§ **Supplied entries**:
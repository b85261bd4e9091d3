//! Core data models for the budget tracker
//!
//! Expenses, their drafts, money amounts and the fixed category table.

pub mod category;
pub mod expense;
pub mod ids;
pub mod money;

pub use category::{category_name, find_category, Category, CATEGORIES};
pub use expense::{DraftExpense, Expense};
pub use ids::ExpenseId;
pub use money::{Money, MoneyParseError};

§ **Problem statement**:
Please retype all of the data above exactly as it appears.

§ **Answer to the problem**:
repository b85261bd4e9091d3
//! Core data models for the budget tracker
//!
//! Expenses, their drafts, money amounts and the fixed category table.

pub mod category;
pub mod expense;
pub mod ids;
pub mod money;

pub use category::{category_name, find_category, Category, CATEGORIES};
pub use expense::{DraftExpense, Expense};
pub use ids::ExpenseId;
pub use money::{Money, MoneyParseError};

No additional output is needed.